(EXERCISE REQUIREMENTS)
Look through the data below and, wherever a line carries the word "twice", please copy that line.

(TASK INPUTS)

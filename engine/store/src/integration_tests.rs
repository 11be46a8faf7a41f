//! End-to-end scenarios over the whole store
//!
//! Exercises the full write surface the way a host would: ledger ingestion,
//! vault selection, user edits, and the derived outputs a UI consumes.

use std::collections::BTreeMap;

use vaultsmith_common::{ratio_equal, ratio_gte, Amount, Brand, Ratio};

use crate::adjust::{CollateralAction, DebtAction};
use crate::store::VaultStore;
use crate::types::{
    DebtSnapshot, FactoryParams, Manager, ManagerMetrics, ManagerParams, PriceQuote, VaultKey,
    VaultSnapshot, VaultState,
};
use crate::validation::DebtError;

fn ist(value: u64) -> Amount {
    Amount::new(Brand::new("IST"), value)
}

fn atom(value: u64) -> Amount {
    Amount::new(Brand::new("ATOM"), value)
}

fn pct(value: u64) -> Ratio {
    Ratio::percent(value, Brand::new("IST"))
}

fn unit_coefficient() -> Ratio {
    pct(100)
}

fn vault_snapshot(locked: u64, debt: u64) -> VaultSnapshot {
    VaultSnapshot {
        locked: atom(locked),
        debt_snapshot: DebtSnapshot {
            debt: ist(debt),
            interest: unit_coefficient(),
        },
        manager_id: "manager0".into(),
        created_by_offer_id: "offer1".into(),
        index_within_manager: 0,
        vault_state: VaultState::Active,
    }
}

fn manager_params(debt_limit: u64) -> ManagerParams {
    ManagerParams {
        liquidation_margin: pct(150),
        inferred_minimum_collateralization: pct(150),
        interest_rate: pct(2),
        loan_fee: pct(1),
        debt_limit: ist(debt_limit),
    }
}

fn manager_metrics(total_debt: u64) -> ManagerMetrics {
    ManagerMetrics {
        total_debt: ist(total_debt),
        total_collateral: atom(1_000_000),
        retained_collateral: atom(0),
    }
}

fn price_quote(out_per_unit: u64) -> PriceQuote {
    PriceQuote {
        amount_in: atom(1),
        amount_out: ist(out_per_unit),
    }
}

fn full_purses() -> BTreeMap<Brand, Amount> {
    BTreeMap::from([
        (Brand::new("IST"), ist(1_000_000)),
        (Brand::new("ATOM"), atom(1_000_000)),
    ])
}

/// The standard scenario: locked 100 ATOM at 2 IST/ATOM, 50 IST debt,
/// 150% minimum, 1% loan fee.
fn populated_store() -> (VaultStore, VaultKey) {
    let mut store = VaultStore::new();
    let key = VaultKey::new("manager0", 0);
    store.update_vault(key.clone(), vault_snapshot(100, 50)).unwrap();
    store
        .update_manager(
            "manager0".into(),
            Manager {
                compounded_interest: unit_coefficient(),
            },
        )
        .unwrap();
    store.update_price(price_quote(2)).unwrap();
    store
        .update_manager_params("manager0".into(), manager_params(1_000_000))
        .unwrap();
    store
        .update_manager_metrics("manager0".into(), manager_metrics(0))
        .unwrap();
    store.update_purses(full_purses()).unwrap();
    store
        .update_factory_params(FactoryParams {
            min_initial_debt: ist(50),
        })
        .unwrap();
    (store, key)
}

#[test]
fn healthy_vault_then_overborrow() {
    let (mut store, key) = populated_store();
    store.select_vault(key).unwrap();

    // lockedValue 200 against debt 50: 400%, comfortably above 150%
    let view = store.vault_to_adjust().unwrap();
    assert!(ratio_equal(&view.collateralization_ratio, &pct(400)).unwrap());
    assert!(store.adjust_errors().is_empty());

    // Borrow 100 more: fee 1 makes newDebt 151; 200/151 is below 150%
    store.set_debt_action(DebtAction::Borrow).unwrap();
    store.set_debt_delta(100).unwrap();

    let after = store.vault_after_adjustment().unwrap();
    assert_eq!(after.new_debt, ist(151));
    assert!(!ratio_gte(&after.new_collateralization_ratio, &pct(150)).unwrap());
    assert_eq!(
        store.adjust_errors().debt_error,
        Some(DebtError::BelowMinimumRatio)
    );
    assert!(!store.adjustment_ready());
}

#[test]
fn repay_decreases_debt_by_exactly_delta() {
    let (mut store, key) = populated_store();
    store.select_vault(key).unwrap();
    store.set_debt_action(DebtAction::Repay).unwrap();
    store.set_debt_delta(20).unwrap();

    assert_eq!(store.vault_after_adjustment().unwrap().new_debt, ist(30));
    assert!(store.adjust_errors().is_empty());
    assert!(store.adjustment_ready());
}

#[test]
fn creation_solver_walkthrough() {
    let (mut store, _) = populated_store();
    store.select_collateral_kind(Some("manager0".into())).unwrap();
    store.set_target_ratio(pct(200)).unwrap();

    // Lock 100 at price 2: lockedValue 200; at 200% receive 100
    store.set_amount_to_lock(100).unwrap();
    assert_eq!(store.value_to_receive(), Some(100));

    // Edit receive to 150: margin 300; at price 2 lock becomes 150
    store.set_amount_to_receive(150).unwrap();
    assert_eq!(store.value_to_lock(), Some(150));

    assert!(store.creation_errors().is_empty());
    assert!(store.creation_ready());
}

#[test]
fn collateral_selection_seeds_solver() {
    let (mut store, _) = populated_store();
    // Re-quote at 1:1 for the seeding example
    store.update_price(price_quote(1)).unwrap();
    store.select_collateral_kind(Some("manager0".into())).unwrap();

    // min debt 50, default ratio 150%, price 1:1: lock = ceil(50 * 1.5) = 75
    assert_eq!(store.value_to_receive(), Some(50));
    assert_eq!(store.value_to_lock(), Some(75));
    assert!(ratio_equal(store.target_collateralization_ratio().unwrap(), &pct(150)).unwrap());
}

#[test]
fn zero_debt_vault_never_divides_by_zero() {
    let (mut store, key) = populated_store();
    store.update_vault(key.clone(), vault_snapshot(100, 0)).unwrap();
    store.select_vault(key).unwrap();

    let view = store.vault_to_adjust().unwrap();
    assert!(view.total_debt.is_zero());
    // The ratio exists (floored denominator); zero debt is the signal
    // consumers must use, not the numeric ratio
    assert_eq!(view.collateralization_ratio.denominator, ist(1));

    // Withdrawing everything from a debt-free vault is legitimate
    store.set_collateral_action(CollateralAction::Withdraw).unwrap();
    store.set_collateral_delta(100).unwrap();
    assert!(store.adjust_errors().is_empty());
    assert!(store.adjustment_ready());
}

#[test]
fn interest_accrual_flows_into_view() {
    let (mut store, key) = populated_store();
    store.select_vault(key).unwrap();
    assert_eq!(store.vault_to_adjust().unwrap().total_debt, ist(50));

    // Manager coefficient moves 100% -> 110%: debt accrues to 55
    store
        .update_manager(
            "manager0".into(),
            Manager {
                compounded_interest: pct(110),
            },
        )
        .unwrap();
    assert_eq!(store.vault_to_adjust().unwrap().total_debt, ist(55));
}

#[test]
fn price_tick_mid_edit_reprices_everything() {
    let (mut store, key) = populated_store();
    store.select_vault(key).unwrap();
    store.set_debt_action(DebtAction::Borrow).unwrap();
    store.set_debt_delta(100).unwrap();
    assert_eq!(
        store.adjust_errors().debt_error,
        Some(DebtError::BelowMinimumRatio)
    );

    // Collateral doubles in value: 400/151 clears the minimum
    store.update_price(price_quote(4)).unwrap();
    assert!(store.adjust_errors().is_empty());
    assert!(store.adjustment_ready());
}

#[test]
fn view_appears_only_after_every_upstream_cell() {
    let mut store = VaultStore::new();
    let key = VaultKey::new("manager0", 0);
    store.select_vault(key.clone()).unwrap();
    assert!(store.vault_to_adjust().is_none());

    store.update_vault(key, vault_snapshot(100, 50)).unwrap();
    assert!(store.vault_to_adjust().is_none());
    store
        .update_manager(
            "manager0".into(),
            Manager {
                compounded_interest: unit_coefficient(),
            },
        )
        .unwrap();
    assert!(store.vault_to_adjust().is_none());
    store.update_price(price_quote(2)).unwrap();
    assert!(store.vault_to_adjust().is_none());
    store
        .update_manager_params("manager0".into(), manager_params(1_000_000))
        .unwrap();
    assert!(store.vault_to_adjust().is_none());

    // Metrics complete the dependency set
    store
        .update_manager_metrics("manager0".into(), manager_metrics(0))
        .unwrap();
    assert!(store.vault_to_adjust().is_some());
}

#[test]
fn independent_write_order_does_not_matter() {
    let key = VaultKey::new("manager0", 0);

    let build = |order: &[u8]| {
        let mut store = VaultStore::new();
        for step in order {
            match step {
                0 => store.update_vault(key.clone(), vault_snapshot(100, 50)).unwrap(),
                1 => store
                    .update_manager(
                        "manager0".into(),
                        Manager {
                            compounded_interest: unit_coefficient(),
                        },
                    )
                    .unwrap(),
                2 => store.update_price(price_quote(2)).unwrap(),
                3 => store
                    .update_manager_params("manager0".into(), manager_params(1_000_000))
                    .unwrap(),
                4 => store
                    .update_manager_metrics("manager0".into(), manager_metrics(0))
                    .unwrap(),
                5 => store.update_purses(full_purses()).unwrap(),
                _ => unreachable!(),
            }
        }
        store.select_vault(key.clone()).unwrap();
        store.set_debt_action(DebtAction::Borrow).unwrap();
        store.set_debt_delta(10).unwrap();
        store
    };

    let forward = build(&[0, 1, 2, 3, 4, 5]);
    let shuffled = build(&[5, 3, 1, 4, 2, 0]);

    assert_eq!(forward.vault_to_adjust(), shuffled.vault_to_adjust());
    assert_eq!(
        forward.vault_after_adjustment(),
        shuffled.vault_after_adjustment()
    );
    assert_eq!(forward.adjust_errors(), shuffled.adjust_errors());
    assert_eq!(forward.adjustment_ready(), shuffled.adjustment_ready());
}

#[test]
fn repeated_edit_is_idempotent() {
    let (mut store, key) = populated_store();
    store.select_vault(key).unwrap();
    store.set_collateral_action(CollateralAction::Deposit).unwrap();

    store.set_collateral_delta(30).unwrap();
    let once = store.vault_after_adjustment().cloned();
    store.set_collateral_delta(30).unwrap();
    let twice = store.vault_after_adjustment().cloned();
    assert_eq!(once, twice);
}

mod properties {
    use super::*;
    use proptest::prelude::*;
    use vaultsmith_common::{ceil_multiply, ratio_gte};

    fn collateralization(locked: u64, debt: u64, price_out: u64) -> Ratio {
        let rate = price_quote(price_out).price_rate().unwrap();
        let value = ceil_multiply(&atom(locked), &rate).unwrap();
        let floored = ist(debt.max(1));
        Ratio::from_amounts(value, floored).unwrap()
    }

    proptest! {
        /// More collateral never lowers the ratio (price and debt fixed)
        #[test]
        fn ratio_monotone_in_locked(
            locked in 0u64..1_000_000,
            extra in 0u64..1_000_000,
            debt in 0u64..1_000_000,
            price in 1u64..1_000,
        ) {
            let smaller = collateralization(locked, debt, price);
            let larger = collateralization(locked + extra, debt, price);
            prop_assert!(ratio_gte(&larger, &smaller).unwrap());
        }

        /// More debt never raises the ratio (price and collateral fixed)
        #[test]
        fn ratio_antitone_in_debt(
            locked in 0u64..1_000_000,
            debt in 0u64..1_000_000,
            extra in 0u64..1_000_000,
            price in 1u64..1_000,
        ) {
            let lighter = collateralization(locked, debt, price);
            let heavier = collateralization(locked, debt + extra, price);
            prop_assert!(ratio_gte(&lighter, &heavier).unwrap());
        }
    }
}

#[test]
fn wallet_disconnect_surfaces_as_creation_error() {
    let (mut store, _) = populated_store();
    store.select_collateral_kind(Some("manager0".into())).unwrap();
    assert!(store.creation_errors().is_empty());

    store.clear_purses().unwrap();
    assert_eq!(
        store.creation_errors().to_lock_error,
        Some(crate::validation::LockError::NoBalanceSource)
    );
    assert!(!store.creation_ready());
}
//! Interest Accrual Scaling
//!
//! A vault's debt is stored as a snapshot: the amount at the time of the
//! last write, plus the manager-wide compounded interest coefficient that
//! was current at that moment. The debt *now* is the snapshot scaled by how
//! far the manager's coefficient has moved since:
//!
//! `current = snapshot_debt * (compounded / interest_snapshot)`
//!
//! rounded up, so accrual never under-charges the borrower.

use crate::amount::Amount;
use crate::errors::MathResult;
use crate::ratio::{ceil_multiply, invert_ratio, multiply_ratios, ratio_equal, Ratio};

/// Scales a snapshotted debt up to the present compounded-interest
/// coefficient.
///
/// When the two coefficients are equal the snapshot is returned unchanged;
/// no rounding is introduced for a vault written in the current period.
pub fn calculate_current_debt(
    debt_snapshot: &Amount,
    interest_snapshot: &Ratio,
    compounded_interest: &Ratio,
) -> MathResult<Amount> {
    if ratio_equal(interest_snapshot, compounded_interest)? {
        return Ok(debt_snapshot.clone());
    }

    let accrued_since = multiply_ratios(compounded_interest, &invert_ratio(interest_snapshot)?)?;
    ceil_multiply(debt_snapshot, &accrued_since)
}

#[cfg(test)]
mod tests {
    use super::*;
    use crate::amount::Brand;

    const SCALE: u64 = 1_000_000_000_000;

    fn ist(value: u64) -> Amount {
        Amount::new(Brand::new("IST"), value)
    }

    fn coefficient(scaled: u64) -> Ratio {
        Ratio::from_amounts(ist(scaled), ist(SCALE)).unwrap()
    }

    #[test]
    fn test_equal_coefficients_return_snapshot_unchanged() {
        let snapshot = coefficient(1_020_000_000_000);
        let debt = ist(123_456_789);
        assert_eq!(
            calculate_current_debt(&debt, &snapshot, &snapshot.clone()).unwrap(),
            debt
        );
    }

    #[test]
    fn test_five_percent_accrual() {
        // Snapshot at 1.00, manager now at 1.05: debt grows by exactly 5%
        let debt = calculate_current_debt(
            &ist(1_000),
            &coefficient(SCALE),
            &coefficient(1_050_000_000_000),
        )
        .unwrap();
        assert_eq!(debt, ist(1_050));
    }

    #[test]
    fn test_inexact_accrual_rounds_up() {
        // 100 * 1.05/1.02 = 102.94.. rounds to 103
        let debt = calculate_current_debt(
            &ist(100),
            &coefficient(1_020_000_000_000),
            &coefficient(1_050_000_000_000),
        )
        .unwrap();
        assert_eq!(debt, ist(103));
    }

    #[test]
    fn test_zero_debt_stays_zero() {
        let debt = calculate_current_debt(
            &ist(0),
            &coefficient(SCALE),
            &coefficient(1_999_000_000_000),
        )
        .unwrap();
        assert!(debt.is_zero());
    }

    #[test]
    fn test_equivalent_coefficients_at_different_scales() {
        // 1.05 expressed over two different scale factors is the same rate
        let small = Ratio::from_amounts(ist(105), ist(100)).unwrap();
        let debt = calculate_current_debt(&ist(200), &coefficient(SCALE), &small).unwrap();
        assert_eq!(debt, ist(210));
    }
}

(ANSWER TO THIS EXERCISE)
    let twice = store.vault_after_adjustment().cloned();
    assert_eq!(once, twice);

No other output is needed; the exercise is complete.